How to create a node similar to mongoDB connector node in knime using python extension

I want to create my own knime node simlar to the mongoDB connector using the python extension SDK. So that output of my node would be a database connection object.

This mongoDB connector node has output port of type MongoDBConnectionPortObject , I am not sure how to have a similar output port with python

In the python API when browsing throgh knime python repo the output port types I could see were @kn.output_table, @kn.output_binary, and @kn.output_view. How do I create a new port object, could someone help with an example on creating an output port which would be similar to MongoDBConnectionPortObject, using python.

Hi @arunjose696,

you bring up a very good question. As of now it isn’t possible to use the same port objects that are used by Java nodes (besides the default table port). However, should you want to define custom ports to use among Python nodes, this documentation may help you further: Pure Python Extensions: Defining custom port objects

Kind regards
Marvin

3 Likes

Thanks Marvin, I was trying to implement my custom ports but I am getting an error AttributeError: module ‘knime_extension’ has no attribute ‘PortObject’ when I try to create my port object.

The below is code I used.

AttributeError: module ‘knime_extension’ has no attribute ‘PortObject’

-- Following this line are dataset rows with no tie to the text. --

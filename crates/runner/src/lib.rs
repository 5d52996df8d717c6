//! Runs long-lived service processes until shutdown, then executes closers.
//!
//! Processes share one cancellation token. The token is cancelled on
//! SIGINT/SIGTERM, when any process fails, or when the caller cancels it.
//! Closers then run concurrently under a timeout, whatever the outcome.
//!
//! ```no_run
//! use trackline_runner::Runner;
//! use std::time::Duration;
//!
//! #[tokio::main]
//! async fn main() {
//!     Runner::new()
//!         .with_app_process("ticker", |ctx| async move {
//!             while !ctx.is_cancelled() {
//!                 tokio::time::sleep(Duration::from_secs(1)).await;
//!             }
//!             Ok(())
//!         })
//!         .with_closer("flush", || async move { Ok(()) })
//!         .with_closer_timeout(Duration::from_secs(5))
//!         .run_and_exit()
//!         .await;
//! }
//! ```

use std::future::Future;
use std::pin::Pin;
use std::time::Duration;
use tokio::task::JoinSet;
use tokio_util::sync::CancellationToken;

pub type BoxedTask = Pin<Box<dyn Future<Output = anyhow::Result<()>> + Send>>;

/// A long-running process. Receives the shared cancellation token.
pub type AppProcess = Box<dyn FnOnce(CancellationToken) -> BoxedTask + Send>;

/// Cleanup run after every process has stopped
pub type Closer = Box<dyn FnOnce() -> BoxedTask + Send>;

pub struct Runner {
    app_processes: Vec<(String, AppProcess)>,
    closers: Vec<(String, Closer)>,
    closer_timeout: Duration,
    cancellation_token: CancellationToken,
}

impl Default for Runner {
    fn default() -> Self {
        Self::new()
    }
}

impl Runner {
    /// A runner with no processes and a 10 second closer timeout
    pub fn new() -> Self {
        Self {
            app_processes: Vec::new(),
            closers: Vec::new(),
            closer_timeout: Duration::from_secs(10),
            cancellation_token: CancellationToken::new(),
        }
    }

    /// Add a process. If it returns an error every other process is cancelled.
    pub fn with_app_process<F, Fut>(mut self, name: impl Into<String>, process: F) -> Self
    where
        F: FnOnce(CancellationToken) -> Fut + Send + 'static,
        Fut: Future<Output = anyhow::Result<()>> + Send + 'static,
    {
        self.app_processes
            .push((name.into(), Box::new(|token| Box::pin(process(token)))));
        self
    }

    /// Add a process that is already boxed, as produced by service modules
    pub fn with_named_process(mut self, name: impl Into<String>, process: AppProcess) -> Self {
        self.app_processes.push((name.into(), process));
        self
    }

    /// Add a closer. All closers run even when some of them fail.
    pub fn with_closer<F, Fut>(mut self, name: impl Into<String>, closer: F) -> Self
    where
        F: FnOnce() -> Fut + Send + 'static,
        Fut: Future<Output = anyhow::Result<()>> + Send + 'static,
    {
        self.closers
            .push((name.into(), Box::new(|| Box::pin(closer()))));
        self
    }

    pub fn with_closer_timeout(mut self, timeout: Duration) -> Self {
        self.closer_timeout = timeout;
        self
    }

    /// Use an externally owned token, so callers can trigger shutdown
    pub fn with_cancellation_token(mut self, token: CancellationToken) -> Self {
        self.cancellation_token = token;
        self
    }

    /// Run until shutdown and return the process exit code:
    /// 0 on a clean stop, 1 when a process failed or panicked.
    pub async fn run(self) -> i32 {
        let token = self.cancellation_token;
        let mut join_set = JoinSet::new();

        for (name, process) in self.app_processes {
            let process_token = token.clone();
            tracing::info!(process = %name, "starting app process");
            join_set.spawn(async move { (name, process(process_token).await) });
        }

        spawn_signal_handlers(token.clone());

        let mut failed = false;
        while let Some(joined) = join_set.join_next().await {
            match joined {
                Ok((name, Ok(()))) => {
                    tracing::debug!(process = %name, "app process completed");
                }
                Ok((name, Err(err))) => {
                    if !token.is_cancelled() {
                        tracing::error!(
                            process = %name,
                            error = %format!("{:#}", err),
                            "app process failed"
                        );
                        failed = true;
                        token.cancel();
                    } else {
                        tracing::warn!(
                            process = %name,
                            error = %format!("{:#}", err),
                            "app process failed during shutdown"
                        );
                    }
                }
                Err(err) => {
                    tracing::error!(error = %err, "app process panicked");
                    failed = true;
                    token.cancel();
                }
            }
        }

        run_closers(self.closers, self.closer_timeout).await;

        if failed {
            tracing::error!("application exiting with error");
            1
        } else {
            tracing::info!("application exiting normally");
            0
        }
    }

    /// Run until shutdown, then exit the process with the resulting code
    pub async fn run_and_exit(self) {
        let code = self.run().await;
        std::process::exit(code);
    }
}

fn spawn_signal_handlers(token: CancellationToken) {
    let ctrl_c_token = token.clone();
    tokio::spawn(async move {
        match tokio::signal::ctrl_c().await {
            Ok(()) => {
                tracing::info!("received SIGINT");
                ctrl_c_token.cancel();
            }
            Err(err) => tracing::error!(error = %err, "failed to listen for SIGINT"),
        }
    });

    #[cfg(unix)]
    tokio::spawn(async move {
        use tokio::signal::unix::{signal, SignalKind};
        match signal(SignalKind::terminate()) {
            Ok(mut sigterm) => {
                tokio::select! {
                    _ = sigterm.recv() => {
                        tracing::info!("received SIGTERM");
                        token.cancel();
                    }
                    _ = token.cancelled() => {}
                }
            }
            Err(err) => tracing::error!(error = %err, "failed to listen for SIGTERM"),
        }
    });
}

async fn run_closers(closers: Vec<(String, Closer)>, timeout: Duration) {
    if closers.is_empty() {
        return;
    }

    tracing::info!(timeout_ms = timeout.as_millis() as u64, "running closers");

    let mut closer_set = JoinSet::new();
    for (name, closer) in closers {
        closer_set.spawn(async move { (name, closer().await) });
    }

    let drain = async {
        while let Some(joined) = closer_set.join_next().await {
            match joined {
                Ok((name, Ok(()))) => tracing::debug!(closer = %name, "closer completed"),
                Ok((name, Err(err))) => {
                    tracing::error!(closer = %name, error = %format!("{:#}", err), "closer failed")
                }
                Err(err) => tracing::error!(error = %err, "closer panicked"),
            }
        }
    };

    if tokio::time::timeout(timeout, drain).await.is_err() {
        tracing::error!(timeout_ms = timeout.as_millis() as u64, "closers timed out");
    }
}

#[cfg(test)]
mod tests {
    use super::*;
    use std::sync::atomic::{AtomicBool, AtomicUsize, Ordering};
    use std::sync::Arc;

    #[tokio::test]
    async fn test_cancelled_runner_stops_processes_and_runs_closers() {
        let closer_called = Arc::new(AtomicBool::new(false));
        let flag = closer_called.clone();
        let token = CancellationToken::new();

        let runner = Runner::new()
            .with_app_process("waiter", |ctx| async move {
                ctx.cancelled().await;
                Ok(())
            })
            .with_closer("flag", move || async move {
                flag.store(true, Ordering::SeqCst);
                Ok(())
            })
            .with_cancellation_token(token.clone());

        let cancel = token.clone();
        tokio::spawn(async move {
            tokio::time::sleep(Duration::from_millis(50)).await;
            cancel.cancel();
        });

        let code = runner.run().await;

        assert_eq!(code, 0);
        assert!(closer_called.load(Ordering::SeqCst));
    }

    #[tokio::test]
    async fn test_failing_process_cancels_siblings_and_exits_with_error() {
        let sibling_stopped = Arc::new(AtomicBool::new(false));
        let stopped = sibling_stopped.clone();

        let code = Runner::new()
            .with_app_process("failing", |_| async { Err(anyhow::anyhow!("boom")) })
            .with_app_process("sibling", move |ctx| async move {
                ctx.cancelled().await;
                stopped.store(true, Ordering::SeqCst);
                Ok(())
            })
            .run()
            .await;

        assert_eq!(code, 1);
        assert!(sibling_stopped.load(Ordering::SeqCst));
    }

    #[tokio::test]
    async fn test_every_closer_runs_even_when_one_fails() {
        let calls = Arc::new(AtomicUsize::new(0));
        let first = calls.clone();
        let second = calls.clone();

        let code = Runner::new()
            .with_closer("failing", move || async move {
                first.fetch_add(1, Ordering::SeqCst);
                Err(anyhow::anyhow!("close failed"))
            })
            .with_closer("ok", move || async move {
                second.fetch_add(1, Ordering::SeqCst);
                Ok(())
            })
            .run()
            .await;

        assert_eq!(code, 0);
        assert_eq!(calls.load(Ordering::SeqCst), 2);
    }

    #[tokio::test(start_paused = true)]
    async fn test_slow_closers_are_abandoned_after_timeout() {
        let started = tokio::time::Instant::now();

        let code = Runner::new()
            .with_closer("slow", || async {
                tokio::time::sleep(Duration::from_secs(60)).await;
                Ok(())
            })
            .with_closer_timeout(Duration::from_secs(2))
            .run()
            .await;

        assert_eq!(code, 0);
        assert!(started.elapsed() < Duration::from_secs(60));
    }
}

class TestPortObject(knext.PortObject):
    def __init__(self, spec: TestPortObjectSpec, data: str) -> None:
        super().__init__(spec)
        self._data = data

    def serialize(self) -> bytes:
        return self._data.encode()

    @classmethod
    def deserialize(cls, spec: TestPortObjectSpec, storage: bytes) -> "TestPortObject":
        return cls(spec, storage.decode())

    @property
    def data(self) -> str:
        return self._data

I could see the PortObject was not presesnt in knext library for knime conda package versions 4.6.4

Hi arun (what happened to your previous account? :slight_smile: ),

it looks like you use the KNIME Analytics Platform 4.6, is that correct?
We introduced these PortObjects in 4.7.0, you cannot use them in 4.6.
If you use 4.6, refer to the guide of that version (Create a New Python based KNIME Extension). Marvins link refers to the currenet (4.7) version.

Best regards
Steffen

Hi Steffen,

I started a new account from a different email :slight_smile:

I decided to go with 4.7 version itself as custom nodes were not present in 4.6 documentation. Now I am able to create custom ports but output port created by one node is not being able to be passed as input port to the next node.

The below is my code.

I defined the my custom node in a file called myfile.py


class MyPortObjectSpec(knext.PortObjectSpec):
    def __init__(self, spec_data: str) -> None:
        self._spec_data = spec_data

    def serialize(self) -> dict:
        return {"spec_data": self._spec_data}

    @classmethod
    def deserialize(cls, data: dict) -> "MyPortObjectSpec":
        cls(data["spec_data"])

    @property
    def spec_data(self) -> str:
        return self._data


import pickle


class MyPortObject(knext.PortObject):
    def __init__(self, spec: MyPortObjectSpec, model) -> None:
        super().__init__(spec)
        self._model = model

    def serialize(self) -> bytes:
        return pickle.dumps(self._model)

    @classmethod
    def deserialize(cls, spec: MyPortObjectSpec, data: bytes) -> "MyPortObject":
        return cls(spec, pickle.loads(data))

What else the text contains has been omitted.